Nuclear factor-κB (NF-κB), a transcription factor that is activated by various stimuli, is associated with the pathogenesis of several cancers. One functional polymorphism, -94 insertion/deletion ATTG (rs28362491), in the human NFKB1 gene (one member of the NF-κB gene family) is associated with increased risk of various cancers. However, only one study has reported that rs28362491 is significantly associated with ovarian cancer. The aim of this study was to analyze the association between single nucleotide polymorphisms (SNPs) and haplotypes in the NFKB1 gene and the risk of ovarian cancer in a Chinese population. We examined the potential association between ovarian cancer and 15 SNPs (rs28362491, rs3774932, rs1598856, rs230531, rs230530, rs230528, rs230521, rs230498, rs230539, rs1005819, rs3774956, rs4648055, rs4648068, rs3774964, rs3774968) of the NFKB1 gene using the MassARRAY system.
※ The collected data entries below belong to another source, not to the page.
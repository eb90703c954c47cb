// Trigonometry tool
//
// Point values of sin, cos, tan and cot, and the basic equations
// sin x = m, cos x = m, tan x = m, cot x = m.

use crate::error::TrigError;
use analysis::eval::apply_function;
use analysis::AngleMode;
use parser::ast::Function;
use parser::display::format_number;
use serde::Serialize;
use std::fmt;
use std::str::FromStr;
use tracing::debug;

/// Values this close to 0, 1 or -1 are snapped
pub const SNAP_EPSILON: f64 = 1e-10;

#[derive(Debug, Clone, Copy, PartialEq, Eq, Serialize)]
#[serde(rename_all = "lowercase")]
pub enum TrigFunction {
    Sin,
    Cos,
    Tan,
    Cot,
}

impl TrigFunction {
    pub fn name(self) -> &'static str {
        self.function().name()
    }

    fn function(self) -> Function {
        match self {
            TrigFunction::Sin => Function::Sin,
            TrigFunction::Cos => Function::Cos,
            TrigFunction::Tan => Function::Tan,
            TrigFunction::Cot => Function::Cot,
        }
    }

    /// Period of the solution families, in degrees
    fn period(self) -> f64 {
        match self {
            TrigFunction::Sin | TrigFunction::Cos => 360.0,
            TrigFunction::Tan | TrigFunction::Cot => 180.0,
        }
    }

    fn inverse_latex(self) -> &'static str {
        match self {
            TrigFunction::Sin => "\\arcsin",
            TrigFunction::Cos => "\\arccos",
            TrigFunction::Tan => "\\arctan",
            TrigFunction::Cot => "\\operatorname{arccot}",
        }
    }
}

impl FromStr for TrigFunction {
    type Err = TrigError;

    fn from_str(name: &str) -> Result<Self, Self::Err> {
        match name {
            "sin" => Ok(TrigFunction::Sin),
            "cos" => Ok(TrigFunction::Cos),
            "tan" => Ok(TrigFunction::Tan),
            "cot" => Ok(TrigFunction::Cot),
            _ => Err(TrigError::UnknownFunction(name.to_string())),
        }
    }
}

impl fmt::Display for TrigFunction {
    fn fmt(&self, f: &mut fmt::Formatter<'_>) -> fmt::Result {
        write!(f, "{}", self.name())
    }
}

fn snap_unit(value: f64) -> f64 {
    [0.0, 1.0, -1.0]
        .into_iter()
        .find(|target| (value - target).abs() < SNAP_EPSILON)
        .unwrap_or(value)
}

/// Value of `func` at `angle`; tan and cot at their poles are `Undefined`
pub fn trig_value(func: TrigFunction, angle: f64, mode: AngleMode) -> Result<f64, TrigError> {
    if !angle.is_finite() {
        return Err(TrigError::NonFinite(angle));
    }
    // Trigonometric functions never fail on a finite argument; NaN marks a pole
    let value = apply_function(func.function(), angle, mode).unwrap_or(f64::NAN);
    if value.is_nan() {
        return Err(TrigError::Undefined {
            func: func.name(),
            angle,
        });
    }
    let value = snap_unit(value);
    debug!(%func, angle, value, "trig value");
    Ok(value)
}

/// One family of solutions `x = base + k*period`
#[derive(Debug, Clone, PartialEq, Serialize)]
pub struct SolutionFamily {
    /// Base solution in degrees
    pub base: f64,
    /// Period in degrees
    pub period: f64,
    /// `x = 30° + k·360°`
    pub degrees: String,
    /// `x = \alpha + k2\pi`
    pub latex: String,
}

#[derive(Debug, Clone, PartialEq, Serialize)]
pub struct TrigSolution {
    pub func: TrigFunction,
    pub value: f64,
    /// Principal value of the inverse function, in degrees
    pub alpha: f64,
    /// `\alpha = \arcsin(0.5) \approx 30^\circ`
    pub alpha_latex: String,
    pub families: Vec<SolutionFamily>,
}

/// Two decimals, as shown to the user
fn degrees_text(value: f64) -> String {
    format_number((value * 100.0).round() / 100.0)
}

fn family(base: f64, period: f64, latex: &str) -> SolutionFamily {
    let k_term = if period == 360.0 { "k·360°" } else { "k·180°" };
    SolutionFamily {
        base,
        period,
        degrees: format!("x = {}° + {}", degrees_text(base), k_term),
        latex: latex.to_string(),
    }
}

/// Solve `func(x) = m` in degrees, listing every solution family once
pub fn solve_basic(func: TrigFunction, m: f64) -> Result<TrigSolution, TrigError> {
    if !m.is_finite() {
        return Err(TrigError::NonFinite(m));
    }
    if m.abs() > 1.0 && matches!(func, TrigFunction::Sin | TrigFunction::Cos) {
        return Err(TrigError::NoSolution {
            func: func.name(),
            value: m,
        });
    }

    let alpha = match func {
        TrigFunction::Sin => m.asin().to_degrees(),
        TrigFunction::Cos => m.acos().to_degrees(),
        TrigFunction::Tan => m.atan().to_degrees(),
        // arccot takes values in (0°, 180°)
        TrigFunction::Cot => 90.0 - m.atan().to_degrees(),
    };
    let period = func.period();

    let candidates = match func {
        TrigFunction::Sin => vec![
            family(alpha, period, "x = \\alpha + k2\\pi"),
            family(180.0 - alpha, period, "x = \\pi - \\alpha + k2\\pi"),
        ],
        TrigFunction::Cos => vec![
            family(alpha, period, "x = \\alpha + k2\\pi"),
            family(-alpha, period, "x = -\\alpha + k2\\pi"),
        ],
        TrigFunction::Tan | TrigFunction::Cot => vec![family(alpha, period, "x = \\alpha + k\\pi")],
    };

    // sin x = 1 or cos x = ±1 collapse into a single family
    let mut families: Vec<SolutionFamily> = Vec::with_capacity(candidates.len());
    for candidate in candidates {
        let duplicate = families.iter().any(|f| {
            let gap = (f.base - candidate.base).rem_euclid(period);
            gap < 1e-9 || period - gap < 1e-9
        });
        if !duplicate {
            families.push(candidate);
        }
    }

    let alpha_latex = format!(
        "\\alpha = {}({}) \\approx {}^\\circ",
        func.inverse_latex(),
        format_number(m),
        degrees_text(alpha)
    );
    debug!(%func, m, alpha, count = families.len(), "solved basic equation");

    Ok(TrigSolution {
        func,
        value: m,
        alpha,
        alpha_latex,
        families,
    })
}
Participants included 411 patients with ovarian cancer and 438 healthy controls. The results showed that the allelic or genotypic frequencies of three polymorphisms, including rs28362491 (promoter region), rs230521 (intron 4), and rs4648068 (intron 12), in the patients with ovarian cancer, were significantly different from those in the healthy controls. Strong linkage disequilibrium was observed in four blocks (D' > 0.9). Significantly more A-C (block 2: rs230528-rs230521) haplotypes (P = 0.0003 after Bonferroni's corrections) and G-A-A (block 4: rs4648068-rs3774964-rs3774968) haplotypes (P = 0.021) were found in the patients with ovarian cancer. These findings point to a role of the NFKB1 polymorphism in patients with ovarian cancer among a Chinese Han population, and may be informative for future genetic or biological studies on ovarian cancer.